Литмир - Электронная Библиотека
A
A

Выход их являл собой, бесспорно, зрелище не для слабонервных. Все они были более чем внушительных размеров, и в каждом движении сквозило сдерживаемое насилие — это при том, что, в сущности, они просто выходили из автобуса.

— Что-то мне это совсем не нравится, — сказал Маршал и посмотрел на Жиру, который, в свою очередь, посмотрел на Хеннинена, Маршалу же даже не пришлось смотреть на Хеннинена, ибо лицо Жиры исказила гримаса, ясно давшая понять, что все они в этот момент пришли к единому мнению и все это им определенно не нравится.

— Хеннинен! — закричал вдруг Жира таким срывающимся голосом, что в голову тут же пришла мысль о том, что крик этот полон неподдельной тревоги и заботы о ближнем, и сразу вслед за этим вспомнилась та обстановка, которой он был вызван, и подумалось, а стоило ли кричать и действительно ли Хеннинену угрожает исключительная по сравнению с остальными смертельная опасность, но тут вдруг произошел какой-то проблеск сознания, и вдруг вспомнилось, что, собственно, Хеннинен-то и заварил всю эту крайне непонятную кашу.

И как только все это продумалось до конца и было предано забвению, пришло время вернуться к действительности и начать действовать. На этот раз переход от мыслительной деятельности к реальным шагам не вызвал особых затруднений и прошел гораздо быстрее, чем в прошлый раз: нога мгновенно устремилась вверх и вперед, а после того, как движение это без труда повторилось с другой стороны, сомнений в стремительном развитии событий не осталось, все признаки указывали на то, что шаг этот в очень скором времени перейдет на бег. И он перешел. Однако тут возникла небольшая проблема, ибо в тот момент, когда Жира и Хеннинен ринулись в едином порыве на восток, к ближайшей станции метро, Маршал почему-то повернул назад, словно бы там, в прошлом, было безопаснее, но, проделав несколько бездумных шагов в ошибочном направлении, вдруг спиной почувствовал некий телепатический магнит дружбы, который заставил забить тревогу, вследствие чего пришлось тут же совершить резкий, как в кино, поворот, и взметнувшаяся для очередного шага нога, сменив неожиданно направление, оставила в воздухе лишь неясный след предполагаемого движения, тогда как сам герой уже был далеко, стремительно догоняя уходящих в сторону будущего Жиру и Хеннинена. И как-то вдруг все оказалось позади — все события, перекресток, и лишь неким затылочным зрением удалось взглянуть еще раз на место происшествия и увидеть краем глаза то, о чем тут же захотелось забыть, ибо открывшаяся в свете вспыхивающих молний картина была ужасно отвратительной: два волосатых бугая силой вытаскивали из маленького помятого «форда» несчастного водителя — очкарика, который, очевидно, лишь совсем недавно получил права.

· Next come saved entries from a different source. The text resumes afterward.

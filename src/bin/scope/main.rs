//! scope - terminal view of a noisy sensor through each filter kind
//!
//! Run with: cargo run --bin scope
//! Set RUST_LOG=debug for filter construction and cutoff changes in scope.log.

mod app;
mod sensor;
mod ui;

use std::fs::File;

use app::Scope;
use color_eyre::eyre::{Result as EyreResult, WrapErr};
use one_pole::Approximation;
use sensor::SensorConfig;

const LOG_FILE: &str = "scope.log";

fn main() -> EyreResult<()> {
    color_eyre::install()?;
    init_logging()?;

    Scope::new()
        .cutoff_hz(5.0)
        .approximation(Approximation::Hybrid)
        .sensor(SensorConfig {
            signal_hz: 1.5,
            amplitude: 1.0,
            offset: 0.5,
            noise: 0.25,
            ..SensorConfig::default()
        })
        .run()
}

// The terminal belongs to the UI, so log records go to a file.
fn init_logging() -> EyreResult<()> {
    let file = File::create(LOG_FILE).wrap_err_with(|| format!("failed to create {LOG_FILE}"))?;
    env_logger::Builder::from_env(env_logger::Env::default().default_filter_or("info"))
        .target(env_logger::Target::Pipe(Box::new(file)))
        .init();
    Ok(())
}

Это была до такой степени неприятная картина, что даже от одного взгляда на нее поджилки начинали трястись, а в голове просыпались всевозможные и далеко не самые утешительные варианты развития событий, так что ноги сами собой стали двигаться быстрее, и скорость тем самым заметно возросла. И как-то вдруг сразу получилось догнать Хеннинена, а потом и обогнать его, а вслед за этим поравняться с Жирой и опять-таки обогнать его, и все это случилось так молниеносно, что на обмен любезностями просто не хватило времени. Однако, несмотря на достигнутые результаты, а уж тем более на причины, бег продолжался, и тут неожиданно само собой пришло сознание того, что все это ужасно здорово и даже как-то ненормально, и появилась вдруг мысль, что вот теперь-то каким-то чудесным образом наступило полное счастье, и что это какое-то невероятное чувство, и все происходит словно на экране, в кино, и оглушительные раскаты грома придают всему особый библейский подтекст, и тут уж, конечно, пришлось задуматься о том, что кино и Библия, по сути, одно и то же, и что в конечном счете все строится на не-ком освобождающем чувстве иллюзорности и замедленности, и что, поддавшись ему хотя бы на миг, забываешь о бренности жизни и бытия, и кажется, что время и материя сгущаются вокруг этого непрерывного движения, этого бега, который, несмотря на свою зыбкую квазитерапевтическую сущность, все же казался чем-то надежным и безопасным, а вслед за ним и весь город, эта плоская грязная посудина, и темное колышущееся небо, теплой водой ниспадающее на землю, и обезумевшие молнии, мечущиеся по небу, словно потерявшиеся овцы или что-то в этом роде, и все вокруг, родной дом, хребты, горки и коробки домов, наполненные частной жизнью и разбросанные по склонам, словно детские кубики или гигантские игральные кости, которые неожиданно всплыли в памяти и напомнили об игре, но потом внимание снова вернулось к окружающему пейзажу, к потемневшим от недельной жары кленам, к склонившимся до земли под тяжестью дождя клейким липам, кроны которых стали похожи на спутанные волосы, к кварталам, гордо выпячивающимся вперед, словно пробки от шампанского, к сплетению улиц и дорог, по которым мчался, не разбирая пути, безумный дождь, и к этой самой улице Ваасанкату, к трепещущим на ветру окнам, которые кто-то забыл закрыть, к припаркованным у тротуара машинам, по которым дождь стучал с такой силой, что казалось, их там, должно быть, не меньше десятка тысяч, этих небесных барабанщиков.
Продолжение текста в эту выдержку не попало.